El desastre de la política fiscal


Entender exclusivamente que las finanzas públicas son solo impuestos para entregarle dinero a los gobiernos ha sido un error histórico en nuestro país. Este error ha persistido a lo largo del tiempo y se ha asentado en la opinión pública la idea del impuesto como centro para la operación gubernamental.
La clase política, antaño como ahora, funciona dentro de la dinámica que trata de obtener la mayor cantidad de recursos de los ciudadanos en la formalidad, sin retribuirles lo mínimo indispensable en términos de seguridad, salud y educación. Conforme pasan los años solo observamos cómo la inseguridad crece al tiempo que los servicios educativos y de salud se deterioran de manera significativa.

Lo anterior nos ha llevado a la preocupante realidad de un gasto público creciente e ineficiente, la interminable escalada de programas sociales, el decaimiento de la infraestructura al tiempo que crece la deuda, y solo el 40 por ciento de la economía contribuye con impuestos.

Los cambios fiscales han sido impulsados únicamente cuando los gobiernos se ven apretados de recursos omitiendo que, por una parte, existe el lado presupuestal, en donde se pueden lograr importantes ahorros y, por la otra, que existe una cantidad considerable de agentes económicos que no aportan a las finanzas públicas, pero que, por su cantidad, no se le exige a cambio de su voto.

ECONOMÍA INFORMAL

Un ejemplo son los estados del sur del país, donde el 80 por ciento de la economía está en la informalidad cuando precisamente esta zona es la que más recibe del gasto de gobierno. Al final las finanzas públicas son un tema político, en ellas juegan los partidos políticos, la agenda electoral y los equilibrios de fuerzas políticas más que el balance contable o el impacto de sus medidas en la economía real.
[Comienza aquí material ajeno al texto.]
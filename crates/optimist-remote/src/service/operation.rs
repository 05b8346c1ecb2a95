//! Remote operation types.

use optimist_core::{Domain, EntityId};
use serde::{Deserialize, Serialize};
use serde_json::{Map, Value, json};
use std::fmt;
use uuid::Uuid;

/// Name of a remote operation.
#[derive(Debug, Clone, Copy, PartialEq, Eq, Hash, Serialize, Deserialize)]
#[serde(rename_all = "snake_case")]
pub enum OperationName {
    Create,
    Update,
    Delete,
    SetStatus,
    Bulk,
}

impl OperationName {
    /// Returns the wire name of the operation.
    pub fn as_str(&self) -> &'static str {
        match self {
            OperationName::Create => "create",
            OperationName::Update => "update",
            OperationName::Delete => "delete",
            OperationName::SetStatus => "set_status",
            OperationName::Bulk => "bulk",
        }
    }
}

impl fmt::Display for OperationName {
    fn fmt(&self, f: &mut fmt::Formatter<'_>) -> fmt::Result {
        f.write_str(self.as_str())
    }
}

/// A single invocation of a remote operation.
///
/// Each invocation carries a fresh idempotency key, so a service can
/// deduplicate replays of the same request.
#[derive(Debug, Clone, PartialEq, Serialize, Deserialize)]
#[serde(rename_all = "camelCase")]
pub struct RemoteOperation {
    /// The operation to perform.
    name: OperationName,

    /// The entity type the operation targets.
    entity_type: Domain,

    /// The target entity, absent for creates and bulk operations.
    target: Option<EntityId>,

    /// Operation payload (fields, patch, status, or bulk description).
    payload: Value,

    /// Unique per invocation.
    idempotency_key: String,
}

impl RemoteOperation {
    /// Creates a new operation with a fresh idempotency key.
    pub fn new(
        name: OperationName,
        entity_type: impl Into<Domain>,
        target: Option<EntityId>,
        payload: Value,
    ) -> Self {
        Self {
            name,
            entity_type: entity_type.into(),
            target,
            payload,
            idempotency_key: Uuid::now_v7().to_string(),
        }
    }

    /// Operation creating an entity from `fields`.
    ///
    /// # Example
    ///
    /// ```
    /// use optimist_remote::{OperationName, RemoteOperation};
    /// use serde_json::json;
    ///
    /// let op = RemoteOperation::create("clients", json!({"name": "Ann"}));
    /// assert_eq!(op.name(), OperationName::Create);
    /// assert!(op.target().is_none());
    /// ```
    pub fn create(entity_type: impl Into<Domain>, fields: Value) -> Self {
        Self::new(OperationName::Create, entity_type, None, fields)
    }

    /// Operation applying a partial patch to an entity.
    pub fn update(entity_type: impl Into<Domain>, id: EntityId, patch: Value) -> Self {
        Self::new(OperationName::Update, entity_type, Some(id), patch)
    }

    /// Operation deleting an entity.
    pub fn delete(entity_type: impl Into<Domain>, id: EntityId) -> Self {
        Self::new(OperationName::Delete, entity_type, Some(id), Value::Null)
    }

    /// Operation moving an entity to a new status. `field` names the
    /// entity's status field (`status`, `state`, ...).
    pub fn set_status(entity_type: impl Into<Domain>, id: EntityId, field: &str, status: &str) -> Self {
        let mut payload = Map::new();
        payload.insert(field.to_string(), Value::from(status));
        Self::new(OperationName::SetStatus, entity_type, Some(id), Value::Object(payload))
    }

    /// Operation applying one action to many entities.
    pub fn bulk(entity_type: impl Into<Domain>, ids: &[EntityId], action: Value) -> Self {
        Self::new(
            OperationName::Bulk,
            entity_type,
            None,
            json!({ "ids": ids, "action": action }),
        )
    }

    /// Returns the operation name.
    pub fn name(&self) -> OperationName {
        self.name
    }

    /// Returns the entity type.
    pub fn entity_type(&self) -> &Domain {
        &self.entity_type
    }

    /// Returns the target entity if any.
    pub fn target(&self) -> Option<&EntityId> {
        self.target.as_ref()
    }

    /// Returns the payload.
    pub fn payload(&self) -> &Value {
        &self.payload
    }

    /// Returns the idempotency key.
    pub fn idempotency_key(&self) -> &str {
        &self.idempotency_key
    }
}

impl fmt::Display for RemoteOperation {
    fn fmt(&self, f: &mut fmt::Formatter<'_>) -> fmt::Result {
        write!(f, "{}/{}", self.entity_type, self.name)?;
        if let Some(target) = &self.target {
            write!(f, "/{}", target)?;
        }
        Ok(())
    }
}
Esto explica el porqué tenemos a la mayor parte de la economía en la informalidad, una reducida comunidad de contribuyentes cautivos en los que reposa toda la operación del Estado y un gasto público que invierte cada vez menos en infraestructura y cada vez más en programas sociales. En este contexto podemos deducir que la política fiscal sugiere solo ingresar recursos de parte de unos cuantos, con un gasto público orientado a los intereses político–electorales y una deuda cada vez más abultada.

La caída en la producción de petróleo nos ha llevado de 3 millones de barriles diarios a 1.6 en menos de 20 años, lo que ha provocado que los últimos gobiernos busquen ingresos por dónde puedan, siempre dejando intocable a la informalidad. Lo anterior se ha hecho más evidente con la desmedida carrera por crear programas sociales, en donde los nuevos gobiernos se encargan de aumentar los gastos sociales del anterior sin que ello se haya traducido en un incremento real en el nivel de vida de las personas.

FINANZAS DESHIDRATADAS

Así, hemos alcanzado un país cuya economía se viene deshidratando bajo la constante lucha entre el Estado y una parte del sector privado que busca una tajada del presupuesto, desplazando a millones de empresarios que solo quieren tener paz para generar empleos y una clase media cada vez más agobiada por tener que soportar financieramente al Estado.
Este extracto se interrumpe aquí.